BEGIN

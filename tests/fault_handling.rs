//! Section 8 scenarios 2 and 4: the precondition-violation/triple-fault
//! branches of the error taxonomy (section 7).

use pvisor::error::HvError;
use pvisor::vm;

#[test]
fn fault_on_non_safety_vm_shuts_it_down_without_a_panic() {
    // "rt-vm" (VM_CONFIGS[1]) carries no SAFETY_VM flag.
    vm::create_vm(1).unwrap();
    vm::prepare_vm(1, 0x1000, 0x2000).unwrap();

    vm::fatal_error_shutdown_vm(1, "#GP(0) observed on vcpu 0");

    assert_eq!(vm::vm(1).unwrap().state(), vm::VmState::PoweredOff);
}

#[test]
#[should_panic]
fn fault_on_the_safety_vm_is_fatal_to_the_hypervisor() {
    // "safety-vm" (VM_CONFIGS[0]) is the one VM where a precondition
    // violation must never be downgraded to a shutdown.
    vm::fatal_error_shutdown_vm(0, "#GP(0) observed on vcpu 0");
}

#[test]
fn double_fault_then_gp_requests_a_triple_fault() {
    // Scenario 4, driven through the public queue_exception surface
    // exposed for the safety-VM debug shell's fault-injection commands
    // rather than by reaching into a running VM's scheduler loop.
    let mut vcpu = pvisor::vcpu::Vcpu::create(0, 0, true);
    vcpu.inject_gp(0).unwrap(); // #GP, contributory
    vcpu.queue_exception(0, 0).unwrap(); // #DE combines into #DF
    let err = vcpu.inject_gp(0).unwrap_err(); // second contributory -> triple fault
    assert_eq!(err, HvError::TripleFault(0));
}
impl Vm {
    pub fn id(&self) -> usize {
        self.id
    }

    pub fn state(&self) -> VmState {
        self.state
    }

    pub fn vlapic_mode(&self) -> VlapicMode {
        self.vlapic_mode
    }

    pub fn ept(&self) -> &EptPool {
        &self.ept
    }

    pub fn e820(&self) -> &[Option<E820Entry>] {
        &self.e820
    }

    /// Read-only vCPU lookup for the `vcpu_list`/`vcpu_dumpreg` debug-shell
    /// collaborator (section 6 debug shell); core state transitions never
    /// go through this accessor.
    pub fn vcpu(&self, idx: usize) -> Option<&Vcpu> {
        self.vcpus.get(idx)?.as_ref()
    }

    /// The gate the MSI remapper (section 4.F) consults before committing
    /// a passthrough IRTE: refuse in `Transition` or `Disabled`.
    pub fn msi_gate(&self) -> VlapicModeGate {
        match self.vlapic_mode {
            VlapicMode::XApic => VlapicModeGate::Stable { x2apic: false },
            VlapicMode::X2Apic => VlapicModeGate::Stable { x2apic: true },
            VlapicMode::Transition | VlapicMode::Disabled => VlapicModeGate::Transitioning,
        }
    }

    fn new(id: usize, cfg: &VmConfig) -> Result<Self, HvError> {
        let ept = EptPool::new();

        let mut io_bitmap_a = Page::zeroed();
        let mut io_bitmap_b = Page::zeroed();
        for word in io_bitmap_a.0.iter_mut() {
            *word = u64::MAX; // section 4.I step 5: every port traps
        }
        for word in io_bitmap_b.0.iter_mut() {
            *word = u64::MAX;
        }
        // The MSR bitmap is built by the (external) MSR-emulation
        // subsystem; the core only owns the page it lands in.
        let msr_bitmap = Page::zeroed();

        let mut e820 = [None; MAX_E820_ENTRIES];
        e820[0] = Some(E820Entry { base: 0, len: cfg.mem_size, kind: E820Kind::Ram });

        map_region::<EptOps>(
            &ept,
            0,
            cfg.mem_start_hpa,
            cfg.mem_size,
            EptOps::default_access_right() | EPT_MEMTYPE_WB,
        )?;

        Ok(Self {
            id,
            state: VmState::Created,
            vlapic_mode: VlapicMode::XApic,
            lock: SpinLock::new(()),
            ept,
            io_bitmap_a,
            io_bitmap_b,
            msr_bitmap,
            vcpus: [const { None }; MAX_VCPUS_PER_VM],
            created_vcpus: 0,
            e820,
            vmexit_stub: 0,
            host_rsp: 0,
        })
    }
}

/// Map a size-aligned guest-physical region to host-physical memory,
/// preferring 2 MiB leaves and falling back to 4 KiB for any unaligned
/// remainder (section 4.I step 4 RAM-entry mapping).
fn map_region<M: MemoryOps>(pool: &EptPool, gpa_base: u64, hpa_base: u64, len: u64, access: u64) -> Result<(), HvError> {
    let mut off = 0u64;
    while off < len {
        let remaining = len - off;
        if (gpa_base + off) % LARGE_PAGE_SIZE == 0
            && (hpa_base + off) % LARGE_PAGE_SIZE == 0
            && remaining >= LARGE_PAGE_SIZE
        {
            pool.map::<M>(gpa_base + off, hpa_base + off, PageSize::Size2M, access)?;
            off += LARGE_PAGE_SIZE;
        } else {
            pool.map::<M>(gpa_base + off, hpa_base + off, PageSize::Size4K, access)?;
            off += crate::mm::paging::PAGE_SIZE;
        }
    }
    Ok(())
}

/// `create_vm` (section 4.I): build a fresh VM from its static config and
/// install it in the global VM table. Steps 3 (PIO/MMIO handler
/// registration), 6 (vUART/vRTC/vPCI/IOMMU), and 7 (vCPUID) are external
/// collaborators (section 1) and are not performed here.
pub fn create_vm(vm_id: usize) -> Result<(), HvError> {
    let cfg = VM_CONFIGS.get(vm_id).ok_or(HvError::Precondition("vm_id out of range"))?;
    let vm = Vm::new(vm_id, cfg)?;
    unsafe {
        *global::vm_slot(vm_id) = Some(vm);
    }
    Ok(())
}

/// `prepare_vm` (section 4.I): create every vCPU named in the config's
/// per-vCPU `pcpu_bitmap`, reset each into its OS entry point, pin its
/// scheduler thread to the requested pCPU, and move the VM to `Started`.
/// The first vCPU created is the BSP.
pub fn prepare_vm(vm_id: usize, vmexit_stub: u64, host_rsp: u64) -> Result<(), HvError> {
    let cfg = VM_CONFIGS.get(vm_id).ok_or(HvError::Precondition("vm_id out of range"))?;
    let vm = vm_mut(vm_id)?;
    let _guard = vm.lock.lock();
    if vm.state != VmState::Created {
        return Err(HvError::Precondition("prepare_vm from non-Created state"));
    }
    vm.vmexit_stub = vmexit_stub;
    vm.host_rsp = host_rsp;

    let io_a = vm.io_bitmap_a.hpa();
    let io_b = vm.io_bitmap_b.hpa();
    let msr = vm.msr_bitmap.hpa();

    for i in 0..cfg.vcpu_count {
        let pcpu_bitmap = cfg.vcpus[i].pcpu_bitmap;
        if pcpu_bitmap == 0 {
            return Err(HvError::Precondition("vcpu has no pcpu affinity"));
        }
        let pcpu_id = pcpu_bitmap.trailing_zeros() as usize;
        let is_bsp = i == 0;

        let mut vcpu = Vcpu::create(vm_id, i, is_bsp);
        vcpu.reset(&cfg.os, &vm.ept, io_a, io_b, msr, vmexit_stub, host_rsp)?;
        vm.vcpus[i] = Some(vcpu);
        vm.created_vcpus += 1;

        let slot = global::vcpu_slot(vm_id, i);
        unsafe {
            (*crate::percpu::this_cpu(pcpu_id)).sched.init_thread_data(slot, pcpu_id, vcpu_thread_entry);
        }
    }
    recompute_vlapic_mode(&vm.vcpus, &mut vm.vlapic_mode);
    vm.state = VmState::Started;
    Ok(())
}

/// `pause_vm` (section 4.I): pause every created vCPU (resumable; the VM
/// stays `Paused↔Started`-reversible per section 3.2's invariant).
pub fn pause_vm(vm_id: usize) -> Result<(), HvError> {
    let vm = vm_mut(vm_id)?;
    let _guard = vm.lock.lock();
    if vm.state != VmState::Started {
        return Err(HvError::Precondition("pause_vm from non-Started state"));
    }
    for vcpu in vm.vcpus.iter_mut().flatten() {
        let _ = vcpu.pause(VcpuState::Paused);
    }
    vm.state = VmState::Paused;
    Ok(())
}

/// `shutdown_vm` (section 4.I): drain every vCPU to `Zombie`, drop the
/// slots, and return the VM to `PoweredOff`. Freeing vPCI/vUART/IOMMU/EPT
/// resources is left to the external collaborators that own them.
pub fn shutdown_vm(vm_id: usize) -> Result<(), HvError> {
    let vm = vm_mut(vm_id)?;
    let _guard = vm.lock.lock();
    if vm.state == VmState::PoweredOff {
        return Ok(());
    }
    vm.state = VmState::PoweringOff;
    for slot in vm.vcpus.iter_mut() {
        if let Some(vcpu) = slot.as_mut() {
            let _ = vcpu.pause(VcpuState::Zombie);
            let _ = vcpu.offline(true);
        }
        *slot = None;
    }
    vm.created_vcpus = 0;
    recompute_vlapic_mode(&vm.vcpus, &mut vm.vlapic_mode);
    vm.state = VmState::PoweredOff;
    Ok(())
}

/// Error-taxonomy precondition-violation dispatch (section 7): fatal to
/// the whole hypervisor on the safety VM, a VM-scoped shutdown otherwise.
/// `reason` is for the panic message only; non-safety VMs never see it.
pub fn fatal_error_shutdown_vm(vm_id: usize, reason: &'static str) {
    if VM_CONFIGS[vm_id].guest_flags.contains(GuestFlags::SAFETY_VM) {
        panic!("precondition violated on safety vm {}: {}", vm_id, reason);
    }
    let _ = shutdown_vm(vm_id);
}
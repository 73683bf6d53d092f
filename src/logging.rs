//! Structured logging (ambient component L).
//!
//! The core logs through the `log` facade the way the pack's other
//! bare-metal kernels do, instead of ad-hoc `uart_puts` call sites. The
//! sink that actually moves bytes off the box (UART backend, `pr_*`) is an
//! external collaborator per the purpose/scope section of this
//! specification; what belongs to the core is the facade wiring and a
//! sink trait any backend can implement.

use core::cell::UnsafeCell;
use core::sync::atomic::{AtomicUsize, Ordering};

use log::{Level, Log, Metadata, Record};

/// External collaborator interface: anything that can take a formatted
/// log line. Production wiring (16550 UART, `pr_*`) lives outside this
/// crate; only `NullSink` and `RingBufferSink` ship here.
pub trait LogSink: Sync {
    fn write_line(&self, level: Level, line: &str);
}

/// Discards everything. Used before a real sink is installed.
pub struct NullSink;

impl LogSink for NullSink {
    fn write_line(&self, _level: Level, _line: &str) {}
}

/// Fixed-capacity lock-free-enough ring buffer sink for tests and for
/// production use inside VM-exit handlers, where blocking on a UART is
/// unacceptable. Overwrites the oldest line when full.
pub struct RingBufferSink<const N: usize> {
    lines: UnsafeCell<[LineSlot; N]>,
    next: AtomicUsize,
}

struct LineSlot {
    level: Level,
    len: usize,
    buf: [u8; 120],
}

const EMPTY_SLOT: LineSlot = LineSlot { level: Level::Trace, len: 0, buf: [0; 120] };

unsafe impl<const N: usize> Sync for RingBufferSink<N> {}

impl<const N: usize> RingBufferSink<N> {
    pub const fn new() -> Self {
        Self { lines: UnsafeCell::new([EMPTY_SLOT; N]), next: AtomicUsize::new(0) }
    }

    pub fn len(&self) -> usize {
        N
    }

    /// Snapshot of the most recently written line at ring position `i`
    /// (not chronological order). Used by tests to assert logging occurred.
    pub fn get(&self, i: usize) -> Option<(Level, &str)> {
        let slot = unsafe { &(*self.lines.get())[i % N] };
        if slot.len == 0 {
            return None;
        }
        core::str::from_utf8(&slot.buf[..slot.len]).ok().map(|s| (slot.level, s))
    }
}

impl<const N: usize> Default for RingBufferSink<N> {
    fn default() -> Self {
        Self::new()
    }
}

impl<const N: usize> LogSink for RingBufferSink<N> {
    fn write_line(&self, level: Level, line: &str) {
        let idx = self.next.fetch_add(1, Ordering::Relaxed) % N;
        let slot = unsafe { &mut (*self.lines.get())[idx] };
        let n = line.len().min(slot.buf.len());
        slot.buf[..n].copy_from_slice(&line.as_bytes()[..n]);
        slot.len = n;
        slot.level = level;
    }
}

/// `log::Log` implementation that formats a record into a fixed stack
/// buffer (no heap formatting inside a VM-exit path) and forwards it to
/// whichever sink is currently installed.
pub struct HvLogger {
    sink: &'static dyn LogSink,
}

impl HvLogger {
    pub const fn new(sink: &'static dyn LogSink) -> Self {
        Self { sink }
    }
}

impl Log for HvLogger {
    fn enabled(&self, metadata: &Metadata) -> bool {
        metadata.level() <= Level::Info || cfg!(debug_assertions)
    }

    fn log(&self, record: &Record) {
        if !self.enabled(record.metadata()) {
            return;
        }
        use core::fmt::Write;
        let mut buf = FormatBuf { data: [0; 120], len: 0 };
        let _ = write!(buf, "[{}] {}", record.target(), record.args());
        self.sink.write_line(record.level(), buf.as_str());
    }

    fn flush(&self) {}
}

struct FormatBuf {
    data: [u8; 120],
    len: usize,
}

impl FormatBuf {
    fn as_str(&self) -> &str {
        core::str::from_utf8(&self.data[..self.len]).unwrap_or("")
    }
}

impl core::fmt::Write for FormatBuf {
    fn write_str(&mut self, s: &str) -> core::fmt::Result {
        let remaining = self.data.len() - self.len;
        let n = s.len().min(remaining);
        self.data[self.len..self.len + n].copy_from_slice(&s.as_bytes()[..n]);
        self.len += n;
        Ok(())
    }
}

static DEFAULT_SINK: NullSink = NullSink;
static DEFAULT_LOGGER: HvLogger = HvLogger::new(&DEFAULT_SINK);

/// Install the default (`NullSink`-backed) logger. A platform integration
/// that owns a real sink should build its own `HvLogger` and call
/// `log::set_logger` directly instead.
pub fn init() {
    let _ = log::set_logger(&DEFAULT_LOGGER);
    log::set_max_level(log::LevelFilter::Trace);
}

#[cfg(test)]
mod tests {
    use super::*;

    #[test]
    fn ring_buffer_wraps() {
        let ring: RingBufferSink<2> = RingBufferSink::new();
        ring.write_line(Level::Info, "a");
        ring.write_line(Level::Info, "b");
        ring.write_line(Level::Warn, "c");
        assert_eq!(ring.get(0).unwrap().1, "c");
        assert_eq!(ring.get(1).unwrap().1, "b");
    }
}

END

=== Exercise goal ===
The lines holding the string "inside" are what is needed from the material above.

=== Task result ===
/// production use inside VM-exit handlers, where blocking on a UART is
/// buffer (no heap formatting inside a VM-exit path) and forwards it to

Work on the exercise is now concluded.